Rideshare companies are struggling to navigate the nuances of auto insurance policies, which currently leave drivers to rely on personal insurance in between rides.
While ridesharing companies like Uber, Lyft and Sidecar continue to expand their reach, the biggest threat to their success could be the mundane task of owning auto insurance. According to a report from Reuters, the nuances of insurance policies are preventing lawmakers from feeling comfortable having rideshares on the road — and one city even drove a company out of town.
The dilemma boils down to how, when and where drivers for a rideshare are covered by their employee’s auto insurance versus their own personal insurance. While companies like Uber have specific insurance that kicks in when a driver is transporting or on his way to a client, that policy does not cover accidents that happen while a driver is waiting to pick up fares. Worse, an auto insurance company can deny the claims that a driver makes while waiting for fares because ridesharing technically requires a commercial auto insurance plan — which costs up to five times more than a personal insurance policy.
It also adds a layer of complication in the way that victims and insurers find liability.

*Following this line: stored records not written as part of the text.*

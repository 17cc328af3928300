//! Owner resolution: from outdated apps to the users who should hear about them.
//!
//! For every flagged app the owning space's developers and managers are
//! fetched (once per space per run), merged by user GUID, filtered to
//! email-shaped usernames and then inverted into a username → apps map.

use std::collections::HashMap;
use tracing::{debug, warn};

use crate::core::NotifyError;
use crate::models::{AppSummary, OutdatedApp, SpaceInfo, SpaceRole, SpaceUser};
use crate::platform::PlatformApi;

/// A notification recipient and the apps they own, in enumeration order.
#[derive(Debug, Clone, PartialEq, Eq)]
pub struct Owner {
    /// Username (email address)
    pub username: String,
    /// Outdated apps, each at most once
    pub apps: Vec<AppSummary>,
}

/// Finalised username → apps mapping, ordered by first appearance.
#[derive(Debug, Clone, Default, PartialEq, Eq)]
pub struct OwnerMap {
    owners: Vec<Owner>,
}

impl OwnerMap {
    /// Iterate recipients in first-appearance order.
    pub fn iter(&self) -> impl Iterator<Item = &Owner> {
        self.owners.iter()
    }

    /// Apps owned by `username`.
    pub fn get(&self, username: &str) -> Option<&[AppSummary]> {
        self.owners
            .iter()
            .find(|owner| owner.username == username)
            .map(|owner| owner.apps.as_slice())
    }

    /// Number of recipients.
    pub fn len(&self) -> usize {
        self.owners.len()
    }

    /// Whether there are no recipients.
    pub fn is_empty(&self) -> bool {
        self.owners.is_empty()
    }
}

/// Accumulates (username, app) pairs into an [`OwnerMap`].
#[derive(Debug, Default)]
pub struct OwnerMapBuilder {
    owners: Vec<Owner>,
    index: HashMap<String, usize>,
}

impl OwnerMapBuilder {
    /// Append `app` to `username`'s list unless it is already there.
    pub fn add(&mut self, username: &str, app: AppSummary) {
        let position = match self.index.get(username) {
            Some(&position) => position,
            None => {
                self.owners.push(Owner {
                    username: username.to_string(),
                    apps: Vec::new(),
                });
                let position = self.owners.len() - 1;
                self.index.insert(username.to_string(), position);
                position
            }
        };

        let apps = &mut self.owners[position].apps;
        if !apps.iter().any(|existing| existing.guid == app.guid) {
            apps.push(app);
        }
    }

    /// Finish building.
    pub fn build(self) -> OwnerMap {
        OwnerMap {
            owners: self.owners,
        }
    }
}

/// Qualifying users of one space, plus the space's display names.
#[derive(Debug, Clone)]
struct SpaceOwners {
    space: SpaceInfo,
    users: Vec<SpaceUser>,
}

/// Resolves outdated apps to owners, caching space lookups for its lifetime.
pub struct OwnerResolver<'a, P> {
    platform: &'a P,
    spaces: HashMap<String, SpaceOwners>,
}

impl<'a, P: PlatformApi> OwnerResolver<'a, P> {
    /// Create a resolver with an empty space cache.
    pub fn new(platform: &'a P) -> Self {
        Self {
            platform,
            spaces: HashMap::new(),
        }
    }

    /// Build the owner map for `apps`.
    ///
    /// Each call produces a new map; only space lookups are reused, so
    /// resolving the same input twice yields the same result.
    ///
    /// # Errors
    ///
    /// Returns [`NotifyError::Fetch`] if a space or role listing fails.
    pub async fn resolve(&mut self, apps: &[OutdatedApp]) -> Result<OwnerMap, NotifyError> {
        let mut builder = OwnerMapBuilder::default();

        for outdated in apps {
            let app = &outdated.app;
            let Some(space_guid) = app.space_guid() else {
                warn!(app = %app.name, guid = %app.guid, "app has no space; skipping");
                continue;
            };

            let owners = self.space_owners(space_guid).await?;
            let summary = AppSummary::new(app, &owners.space);

            let mut notified = 0usize;
            for user in &owners.users {
                if !user.has_valid_email() {
                    warn!(
                        app = %app.name,
                        space = %owners.space.name,
                        username = %user.username,
                        "dropping owner without a valid email address"
                    );
                    continue;
                }
                builder.add(&user.username, summary.clone());
                notified += 1;
            }

            if notified == 0 {
                warn!(app = %app.name, space = %owners.space.name, "no notifiable owners for app");
            }
        }

        Ok(builder.build())
    }

    /// Number of spaces looked up so far.
    pub fn cached_spaces(&self) -> usize {
        self.spaces.len()
    }

    async fn space_owners(&mut self, space_guid: &str) -> Result<&SpaceOwners, NotifyError> {
        if !self.spaces.contains_key(space_guid) {
            let owners = fetch_space_owners(self.platform, space_guid).await?;
            self.spaces.insert(space_guid.to_string(), owners);
        }
        Ok(&self.spaces[space_guid])
    }
}

async fn fetch_space_owners<P: PlatformApi>(
    platform: &P,
    space_guid: &str,
) -> Result<SpaceOwners, NotifyError> {
    let space = platform.get_space(space_guid).await?;

    let mut users: Vec<SpaceUser> = Vec::new();
    for role in SpaceRole::OWNERS {
        for user in platform.list_space_roles(space_guid, role).await? {
            merge_user(&mut users, user);
        }
    }
    users.retain(SpaceUser::is_owner);

    debug!(space = %space.name, owners = users.len(), "resolved space owners");
    Ok(SpaceOwners { space, users })
}

/// Add `user` to `users`, folding roles into an existing entry with the same GUID.
fn merge_user(users: &mut Vec<SpaceUser>, user: SpaceUser) {
    match users.iter_mut().find(|existing| existing.guid == user.guid) {
        Some(existing) => existing.roles.extend(user.roles),
        None => users.push(user),
    }
}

For example, Uber maintains its claim that it was not liable for the New Years Eve death of a young girl in San Francisco, caused by a driver who was between fares but still logged in to the company’s app.
While it seems obvious that rideshare companies should just buy full-time commercial insurance for the fleet, the added cost of the new plan would almost certainly be passed down to the user. Rate increases and steeper surge pricing — a sore spot for Uber users in particular — could be even more damaging to companies.
Reuters says that Sidecar is researching a specialized insurance plan to mitigate the woes of insurance coverage without breaking the bank, but plans like those could take awhile to implement.